» **PROBLEM STATEMENT**
Copy each line below containing "values".

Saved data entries
* * * * * * *
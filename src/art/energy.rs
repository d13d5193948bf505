use std::f64::consts::PI;

use eframe::egui::Color32;

use super::{Label, Marker, MarkerShape, Polyline, Sprites, linspace, mean, percentile, sample_indices};
use crate::color::{PLASMA, hex, with_alpha};

const MAX_POINTS: usize = 600;
/// Nodes above this percentile of energy get field lines.
const LINE_PERCENTILE: f64 = 70.0;
const LINE_NEIGHBOURS: usize = 3;
const LINE_MAX_DISTANCE: f64 = 6.0;

/// Grid of nodes distorted by their energy (normalized value).
#[derive(Debug, Clone)]
pub struct EnergyScene {
    pub frame: usize,
    base: Vec<[f64; 2]>,
    energies: Vec<f64>,
    /// Node index pairs joined by a field line.
    pub links: Vec<(usize, usize)>,
    color: Color32,
    extremes: Vec<Label>,
}

impl EnergyScene {
    pub fn new(raw: &[f64], norm: &[f64], color: Color32) -> Self {
        let n = norm.len().min(MAX_POINTS);
        let indices = sample_indices(norm.len(), n);
        let grid = (n as f64).sqrt() as usize;
        let xs = linspace(-8.0, 8.0, grid);
        let ys = linspace(-6.0, 6.0, grid);

        let energies: Vec<f64> = indices
            .iter()
            .take(grid * grid)
            .map(|&i| norm[i])
            .collect();
        let base: Vec<[f64; 2]> = energies
            .iter()
            .enumerate()
            .map(|(i, &e)| {
                let (row, col) = (i / grid, i % grid);
                let distortion = e * 2.0;
                let angle = e * 4.0 * PI;
                [
                    xs[col] + distortion * angle.cos(),
                    ys[row] + distortion * angle.sin(),
                ]
            })
            .collect();

        let links = field_links(&base, &energies);

        let mut extremes = Vec::new();
        if let (Some(max_i), Some(min_i)) = (argmax(&energies), argmin(&energies)) {
            extremes.push(Label {
                pos: [base[max_i][0], base[max_i][1] + 1.0],
                text: format!("Max: {:.1}", raw[indices[max_i]]),
                color: hex("#FFFF00"),
                size: 10.0,
            });
            extremes.push(Label {
                pos: [base[min_i][0], base[min_i][1] - 1.0],
                text: format!("Min: {:.1}", raw[indices[min_i]]),
                color: hex("#00FFFF"),
                size: 10.0,
            });
        }

        EnergyScene {
            frame: 0,
            base,
            energies,
            links,
            color,
            extremes,
        }
    }

    pub fn len(&self) -> usize {
        self.energies.len()
    }

    pub fn is_empty(&self) -> bool {
        self.energies.is_empty()
    }

    /// Node positions oscillating with their energy.
    fn positions(&self, tf: f64) -> Vec<[f64; 2]> {
        self.base
            .iter()
            .zip(&self.energies)
            .map(|(&[x, y], &e)| {
                let wave1 = (tf + e * 8.0).sin() * 0.3;
                let wave2 = (tf * 0.7 + e * 5.0).cos() * 0.2;
                [x + wave1 * e, y + wave2 * e]
            })
            .collect()
    }

    pub fn sprites(&self) -> Sprites {
        let tf = self.frame as f64 * 0.1;

        let line_alpha = (0.3 + 0.4 * (tf * 1.5).sin()).clamp(0.0, 1.0) as f32;
        let lines = self
            .links
            .iter()
            .map(|&(a, b)| Polyline {
                points: vec![self.base[a], self.base[b]],
                color: with_alpha(self.color, line_alpha),
                width: 2.0,
                dashed: true,
            })
            .collect();

        let mut markers: Vec<Marker> = self
            .positions(tf)
            .into_iter()
            .zip(&self.energies)
            .map(|(pos, &e)| {
                let pulse = 1.0 + 0.4 * (tf * 2.0 + e * 10.0).sin();
                let fill = PLASMA.sample((e + tf * 0.1) % 1.0);
                Marker::circle(pos, (e * 120.0 + 40.0) * pulse, with_alpha(fill, 0.8))
                    .with_edge(self.color, 2.0)
            })
            .collect();

        let core_pulse = 1.0 + 0.6 * (tf * 3.0).sin();
        markers.push(Marker {
            pos: [0.0, 0.0],
            size: (mean(&self.energies) * 200.0 + 100.0) * core_pulse,
            fill: with_alpha(Color32::WHITE, 0.9),
            edge: Some((self.color, 3.0)),
            shape: MarkerShape::Star,
        });

        Sprites {
            lines,
            markers,
            labels: self.extremes.clone(),
            ..Sprites::default()
        }
    }
}

/// Join each high-energy node to at most the next three high-energy nodes
/// that lie within `LINE_MAX_DISTANCE`.
fn field_links(pos: &[[f64; 2]], energies: &[f64]) -> Vec<(usize, usize)> {
    if energies.is_empty() {
        return Vec::new();
    }
    let threshold = percentile(energies, LINE_PERCENTILE);
    let high: Vec<usize> = (0..energies.len())
        .filter(|&i| energies[i] > threshold)
        .collect();

    let mut links = Vec::new();
    for (k, &a) in high.iter().enumerate() {
        for &b in high.iter().skip(k + 1).take(LINE_NEIGHBOURS) {
            let [x1, y1] = pos[a];
            let [x2, y2] = pos[b];
            if (x2 - x1).hypot(y2 - y1) < LINE_MAX_DISTANCE {
                links.push((a, b));
            }
        }
    }
    links
}

fn argmax(values: &[f64]) -> Option<usize> {
    (0..values.len()).max_by(|&a, &b| values[a].total_cmp(&values[b]).then(b.cmp(&a)))
}

fn argmin(values: &[f64]) -> Option<usize> {
    (0..values.len()).min_by(|&a, &b| values[a].total_cmp(&values[b]))
}
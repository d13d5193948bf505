//! Tide-table scraping: row selection, cell positions and timestamp resolution

use std::io::Write;

use chrono::{NaiveDate, NaiveDateTime};
use pretty_assertions::assert_eq;
use rusty_tide::data::tide::{TideRecord, load_tide_file, parse_tide_heights, resolve_timestamps};

const PAGE: &str = r#"
<html><body>
<table>
  <tr><th>Month</th><th>Day</th><th>Time</th><th>Height</th></tr>
  <tr><td>01</td><td>02</td><td>03:15</td><td>2.1</td><td>09:40</td><td>0.6</td></tr>
  <tr><td>01</td><td>03</td><td>04:05</td></tr>
  <tr><td>01</td><td>04</td><td>04:50</td><td>&nbsp;</td><td>11:02</td><td>abc</td><td>17:30</td><td>1.9</td></tr>
</table>
</body></html>
"#;

fn dt(month: u32, day: u32, hour: u32, minute: u32) -> NaiveDateTime {
    NaiveDate::from_ymd_opt(2023, month, day)
        .and_then(|d| d.and_hms_opt(hour, minute, 0))
        .unwrap()
}

#[test]
fn test_extracts_heights_at_odd_offsets() {
    let records = parse_tide_heights(PAGE).unwrap();
    assert_eq!(
        records,
        vec![
            TideRecord {
                date: "01-02".to_string(),
                time: Some("03:15".to_string()),
                height: 2.1,
            },
            TideRecord {
                date: "01-02".to_string(),
                time: Some("09:40".to_string()),
                height: 0.6,
            },
            TideRecord {
                date: "01-04".to_string(),
                time: Some("17:30".to_string()),
                height: 1.9,
            },
        ]
    );
}

#[test]
fn test_short_and_header_rows_are_ignored() {
    let html = "<table><tr><td>1</td><td>2</td><td>3.5</td></tr>\
                <tr><th>a</th><th>b</th><th>c</th><th>4.0</th></tr></table>";
    assert!(parse_tide_heights(html).unwrap().is_empty());
}

#[test]
fn test_malformed_cells_are_not_substituted() {
    let html = "<table><tr><td>02</td><td>01</td><td>x</td><td>--</td><td>y</td><td></td></tr></table>";
    assert!(parse_tide_heights(html).unwrap().is_empty());
}

#[test]
fn test_non_breaking_spaces_are_stripped() {
    let html = "<table><tr><td>02</td><td>01</td><td>06:00</td><td>&nbsp;1.3&nbsp;</td></tr></table>";
    let records = parse_tide_heights(html).unwrap();
    assert_eq!(records.len(), 1);
    assert_eq!(records[0].height, 1.3);
}

#[test]
fn test_nested_tables_are_scanned_per_table() {
    let html = "<table><tr><td>\
                  <table><tr><td>03</td><td>01</td><td>01:00</td><td>1.0</td></tr></table>\
                </td></tr></table>";
    // The inner row is reached from both the outer and the inner table.
    let records = parse_tide_heights(html).unwrap();
    assert_eq!(records.len(), 2);
    assert!(records.iter().all(|r| r.height == 1.0));
}

#[test]
fn test_document_without_tables() {
    assert!(parse_tide_heights("<p>no tides today</p>").unwrap().is_empty());
}

#[test]
fn test_resolve_timestamps() {
    let records = parse_tide_heights(PAGE).unwrap();
    let times = resolve_timestamps(&records, 2023).unwrap();
    assert_eq!(
        times,
        vec![dt(1, 2, 3, 15), dt(1, 2, 9, 40), dt(1, 4, 17, 30)]
    );
}

#[test]
fn test_resolve_timestamps_from_month_day_label() {
    let page = r#"
<table>
  <tr><td>01月15日</td><td>06:30</td><td>x</td><td>1.2</td></tr>
  <tr><td>12月31日</td><td>23:05</td><td>y</td><td>0.4</td><td>z</td><td>1.8</td></tr>
</table>
"#;
    let records = parse_tide_heights(page).unwrap();
    assert_eq!(records[0].date, "01月15日-06:30");
    assert_eq!(
        resolve_timestamps(&records, 2023).unwrap(),
        vec![dt(1, 15, 6, 30), dt(12, 31, 23, 5), dt(12, 31, 23, 5)]
    );
}

#[test]
fn test_resolve_timestamps_accepts_compact_time() {
    let records = vec![TideRecord {
        date: "01-15".to_string(),
        time: Some("0630".to_string()),
        height: 1.0,
    }];
    assert_eq!(
        resolve_timestamps(&records, 2023).unwrap(),
        vec![dt(1, 15, 6, 30)]
    );
}

#[test]
fn test_resolve_timestamps_is_all_or_nothing() {
    let records = vec![
        TideRecord {
            date: "01-02".to_string(),
            time: Some("03:15".to_string()),
            height: 2.1,
        },
        TideRecord {
            date: "01-31".to_string(),
            time: None,
            height: 1.0,
        },
    ];
    assert!(resolve_timestamps(&records, 2023).is_none());
    assert!(resolve_timestamps(&[], 2023).is_none());
}

#[test]
fn test_record_label() {
    let with_time = TideRecord {
        date: "01-02".to_string(),
        time: Some("03:15".to_string()),
        height: 2.1,
    };
    assert_eq!(with_time.label(), "01-02 03:15");
}

#[test]
fn test_load_tide_file() {
    let mut file = tempfile::NamedTempFile::new().unwrap();
    file.write_all(PAGE.as_bytes()).unwrap();
    let records = load_tide_file(file.path()).unwrap();
    assert_eq!(records.len(), 3);
}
* * * * * * *
» **TASK OUTPUT**
fn argmax(values: &[f64]) -> Option<usize> {
    (0..values.len()).max_by(|&a, &b| values[a].total_cmp(&values[b]).then(b.cmp(&a)))
fn argmin(values: &[f64]) -> Option<usize> {
    (0..values.len()).min_by(|&a, &b| values[a].total_cmp(&values[b]))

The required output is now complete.